Luego, que a la mayoría de la gente (incluidos esos mismos chicos con los que compartí cama, coche, baño público…), sin calentura de por medio le vuelvan a parecer antiestéticas según qué cosas, es otra historia, la historia de que somos así de hipócritas. Una chica mostrando estrías, michelines, o vello, puede que a muchos les cause rechazo en Instagram, pero luego en la vida real resulta que las personas nos atraen por todo el conjunto de quienes son, da igual si tienen estrías, michelines o vello.
Ahora me miro al espejo y me vuelve a gustar mi vientre; después de todo, mis estrías y yo hemos estado juntas ya durante mucho tiempo, son parte de mí, ¿Cómo puedo rechazar algo que es parte de mí? Me hago fotos sin discriminar si se me ven las estrías o no, y las publico; vuelvo a ser dichosa con mi bikini, y, por supuesto, me desnudo delante de mi pareja con total libertad.
Sin embargo, debido a que como he dicho antes, vivimos en una sociedad hipócrita y todo lo que no encaje en los estándares estéticos actuales, hay que esconderlo, no solo he sido bombardeada con anuncios -ya sabéis como pueden ser de capullos los algoritmos de las redes sociales- de clínicas que prometen hacer desaparecer o suavizar las estrías, y de productos milagrosos con el mismo fin, sino que también me he topado con chicos que, asumiendo que las estrías en efecto sí que deben ser motivo de vergüenza y queriendo ser por ello buena gente, de manera indulgente se han referido a las estrías como “líneas de vida”, “riachuelos”, “arte”… Sí, os lo juro.
Y yo digo que ni mis estrías ni yo necesitamos de la condescendencia de nadie para referirse a ellas porque si hacemos eso, estamos asumiendo que estas son feas. Así que no, no son ni ríos, ni caminos de vida, ni nada poético ni divino. Son estrías, y ya hasta me gusta su tacto.
Ah, hubo uno que me dijo que era como si un tigre bebé se me hubiese enganchado de la barriga y, sin poder sostenerse más, se hubiese ido deslizando lentamente hacia abajo. Pero veréis, aquello sí me gustó, me hizo reír, de hecho, porque le salió del alma. Pudo haber dicho un gato, digo yo, por ser más probable tener un gato con una que un tigre, pero oye, ¿Quién soy yo para cortarle las alas a tanta creatividad?

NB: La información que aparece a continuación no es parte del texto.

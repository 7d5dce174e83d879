use std::collections::HashSet;
use std::path::{Component, Path, PathBuf};

use anyhow::{anyhow, Context};
use serde::{Deserialize, Serialize};

use crate::archive::ArchiveType;
use crate::error::ProvisionError;
use crate::version::PinnedVersion;

pub const DEFAULT_URL_TEMPLATE: &str = "https://launchpad.net/~damianzaremba/+archive/ubuntu/cluebotng-core/+files/cluebotng-core_{release}-{patch}_amd64.deb";

#[derive(Debug, Clone, Default, Serialize, Deserialize, PartialEq, Eq)]
#[serde(default)]
pub struct ProvisionConfig {
    pub package: PackageSection,
    pub paths: PathsSection,
    pub layout: LayoutSection,
    pub databases: DatabasesSection,
}

#[derive(Debug, Clone, Serialize, Deserialize, PartialEq, Eq)]
#[serde(default)]
pub struct PackageSection {
    pub name: String,
    pub release: String,
    pub patch: String,
    pub url_template: String,
    pub archive: Option<String>,
    pub sha256: Option<String>,
    pub signature: Option<String>,
    pub public_key: Option<String>,
}

#[derive(Debug, Clone, Serialize, Deserialize, PartialEq, Eq)]
#[serde(default)]
pub struct PathsSection {
    pub archive: String,
    pub staging: PathBuf,
    pub workspace: PathBuf,
}

#[derive(Debug, Clone, Serialize, Deserialize, PartialEq, Eq)]
#[serde(default)]
pub struct LayoutSection {
    pub primary_binary: String,
    pub payload_root: String,
    pub executables: Vec<String>,
    pub marker_dir: String,
    pub marker_file: String,
}

#[derive(Debug, Clone, Serialize, Deserialize, PartialEq, Eq)]
#[serde(default)]
pub struct DatabasesSection {
    pub builder: String,
    pub data_dir: String,
    pub rebuild: RebuildPolicy,
    pub pairs: Vec<DatabasePair>,
}

#[derive(Debug, Clone, Serialize, Deserialize, PartialEq, Eq)]
pub struct DatabasePair {
    pub target: String,
    pub source: String,
}

impl DatabasePair {
    pub fn new(target: &str, source: &str) -> Self {
        Self {
            target: target.to_string(),
            source: source.to_string(),
        }
    }
}

#[derive(Debug, Clone, Copy, Default, Serialize, Deserialize, PartialEq, Eq)]
#[serde(rename_all = "kebab-case")]
pub enum RebuildPolicy {
    #[default]
    Always,
    WhenSourceChanged,
}

impl RebuildPolicy {
    pub fn as_str(self) -> &'static str {
        match self {
            Self::Always => "always",
            Self::WhenSourceChanged => "when-source-changed",
        }
    }
}

impl Default for PackageSection {
    fn default() -> Self {
        Self {
            name: "cluebotng-core".to_string(),
            release: "1.0.3".to_string(),
            patch: "3".to_string(),
            url_template: DEFAULT_URL_TEMPLATE.to_string(),
            archive: None,
            sha256: None,
            signature: None,
            public_key: None,
        }
    }
}

impl Default for PathsSection {
    fn default() -> Self {
        Self {
            archive: "/tmp/cluebotng-core-{release}-{patch}.amd64.deb".to_string(),
            staging: PathBuf::from("/tmp/apt"),
            workspace: PathBuf::from("/workspace"),
        }
    }
}

impl Default for LayoutSection {
    fn default() -> Self {
        Self {
            primary_binary: "cluebotng".to_string(),
            payload_root: "opt/cbng-core".to_string(),
            executables: ["cluebotng", "create_ann", "create_bayes_db", "print_bayes_db"]
                .into_iter()
                .map(ToOwned::to_owned)
                .collect(),
            marker_dir: "cluebotng_core".to_string(),
            marker_file: "__init__.py".to_string(),
        }
    }
}

impl Default for DatabasesSection {
    fn default() -> Self {
        Self {
            builder: "create_bayes_db".to_string(),
            data_dir: "data".to_string(),
            rebuild: RebuildPolicy::Always,
            pairs: vec![
                DatabasePair::new("bayes.db", "main_bayes_train.dat"),
                DatabasePair::new("two_bayes.db", "two_bayes_train.dat"),
            ],
        }
    }
}

impl ProvisionConfig {
    pub fn from_toml_str(input: &str) -> anyhow::Result<Self> {
        let config: Self =
            toml::from_str(input).context("failed to parse provision config")?;
        config.validate()?;
        Ok(config)
    }

    pub fn from_path(path: &Path) -> anyhow::Result<Self> {
        let raw = std::fs::read_to_string(path)
            .with_context(|| format!("failed to read provision config: {}", path.display()))?;
        Self::from_toml_str(&raw)
            .with_context(|| format!("invalid provision config: {}", path.display()))
    }

    pub fn version(&self) -> anyhow::Result<PinnedVersion> {
        PinnedVersion::new(&self.package.release, &self.package.patch)
    }

    pub fn archive_url(&self) -> anyhow::Result<String> {
        Ok(self.version()?.render(&self.package.url_template))
    }

    pub fn archive_path(&self) -> anyhow::Result<PathBuf> {
        Ok(PathBuf::from(self.version()?.render(&self.paths.archive)))
    }

    pub fn archive_type(&self) -> anyhow::Result<ArchiveType> {
        if let Some(archive) = &self.package.archive {
            return ArchiveType::parse(archive).ok_or_else(|| {
                anyhow!(
                    "unsupported archive type '{archive}' for package '{}'; supported: deb, tar.gz, tar.xz, tar.zst, zip",
                    self.package.name
                )
            });
        }

        let url = self.archive_url()?;
        ArchiveType::infer_from_url(&url).ok_or_else(|| {
            anyhow!(
                "could not infer archive type from URL '{url}' for package '{}'; set package.archive explicitly",
                self.package.name
            )
        })
    }

    pub fn validate(&self) -> anyhow::Result<()> {
        self.version().map_err(|err| invalid(format!("{err:#}")))?;

        if self.package.name.trim().is_empty() {
            return Err(invalid("package.name must not be empty"));
        }
        if !self.package.url_template.starts_with("https://")
            && !self.package.url_template.starts_with("http://")
        {
            return Err(invalid(format!(
                "package.url_template must be an http(s) URL: {}",
                self.package.url_template
            )));
        }
        self.archive_type()
            .map_err(|err| invalid(format!("{err:#}")))?;

        if let Some(sha256) = &self.package.sha256 {
            if sha256.len() != 64 || !sha256.chars().all(|ch| ch.is_ascii_hexdigit()) {
                return Err(invalid(format!(
                    "package.sha256 must be 64 hex characters: {sha256}"
                )));
            }
        }
        if self.package.signature.is_some() && self.package.public_key.is_none() {
            return Err(invalid("package.signature requires package.public_key"));
        }

        if self.paths.archive.trim().is_empty() {
            return Err(invalid("paths.archive must not be empty"));
        }
        if self.paths.staging.as_os_str().is_empty() || self.paths.workspace.as_os_str().is_empty()
        {
            return Err(invalid("paths.staging and paths.workspace must not be empty"));
        }
        if self.paths.staging == self.paths.workspace {
            return Err(invalid(
                "paths.staging must differ from paths.workspace; staging is deleted after install",
            ));
        }

        validate_entry_name("layout.primary_binary", &self.layout.primary_binary)?;
        validate_relative_path("layout.payload_root", &self.layout.payload_root)?;
        validate_entry_name("layout.marker_dir", &self.layout.marker_dir)?;
        validate_entry_name("layout.marker_file", &self.layout.marker_file)?;
        let mut seen = HashSet::new();
        for executable in &self.layout.executables {
            validate_entry_name("layout.executables", executable)?;
            if !seen.insert(executable.as_str()) {
                return Err(invalid(format!(
                    "duplicate executable '{executable}' in layout.executables"
                )));
            }
        }

        validate_entry_name("databases.builder", &self.databases.builder)?;
        validate_relative_path("databases.data_dir", &self.databases.data_dir)?;
        let mut targets = HashSet::new();
        for pair in &self.databases.pairs {
            validate_entry_name("databases.pairs.target", &pair.target)?;
            validate_entry_name("databases.pairs.source", &pair.source)?;
            if pair.target == pair.source {
                return Err(invalid(format!(
                    "database '{}' must not be built from itself",
                    pair.target
                )));
            }
            if !targets.insert(pair.target.as_str()) {
                return Err(invalid(format!(
                    "duplicate database target '{}'",
                    pair.target
                )));
            }
        }

        Ok(())
    }
}

fn invalid(message: impl Into<String>) -> anyhow::Error {
    ProvisionError::InvalidConfig(message.into()).into()
}

fn validate_entry_name(field: &str, value: &str) -> anyhow::Result<()> {
    let trimmed = value.trim();
    if trimmed.is_empty() {
        return Err(invalid(format!("{field} must not be empty")));
    }
    if trimmed != value || value == "." || value == ".." || value.contains(['/', '\\']) {
        return Err(invalid(format!(
            "{field} must be a single path component: '{value}'"
        )));
    }
    Ok(())
}

fn validate_relative_path(field: &str, value: &str) -> anyhow::Result<()> {
    if value.trim().is_empty() {
        return Err(invalid(format!("{field} must not be empty")));
    }
    let path = Path::new(value);
    if !path
        .components()
        .all(|component| matches!(component, Component::Normal(_)))
    {
        return Err(invalid(format!(
            "{field} must be a relative path without '..': '{value}'"
        )));
    }
    Ok(())
}
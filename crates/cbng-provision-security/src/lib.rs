mod checksum;
mod ed25519;

pub use checksum::{sha256_hex, sha256_hex_file, sha256_hex_reader, verify_sha256_file};
pub use ed25519::{verify_ed25519_signature_file, Ed25519Verifier};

Las estrías, que no siempre tienen que contar una historia a pesar de que según la dermatología, son cicatrices, son parte de los cuerpos del 90% de las mujeres, y, aunque también afectan a los hombres (también según El Instituto Británico de Dermatología), no he encontrado un porcentaje al respecto, lo cual me dice que, quitando el hecho de que en las mujeres son más comunes (por la hormonas, por lo visto), a la mayoría de los hombres estas cosas en su físico no les importan, seguramente porque nunca han estado tan presionados como las mujeres.
Si buscáis en google acerca de “las estrías”, nada más poner esas dos primeras palabras encontraréis que están seguidas de “…son malas”, “…son para siempre”, “…se quitan?”.
Además, un vistazo rápido a la primera página del buscador al clicar en cualquiera de estas sugerencias, nos llevará a leer cosas como que las estrías pueden causar problemas psicológicos y emocionales, que son atrofias o lesiones, y, de nuevo, soluciones para despedirnos de ellas.
Pero ¿y qué pasa si no podemos hacerlas desaparecer?, ¿tendremos que ser unas desgraciadas toda la vida por ello?, ¿nos privaremos de disfrutar al máximo de nuestro cuerpo y del de el otro?, ¿nos gustaremos menos? En primer lugar, ¿por qué tendríamos que hacerlas desaparecer?, ¿y si la solución estuviera en aceptarlas, sin más, y normalizarlas?
Ganaríamos en libertad, os lo aseguro.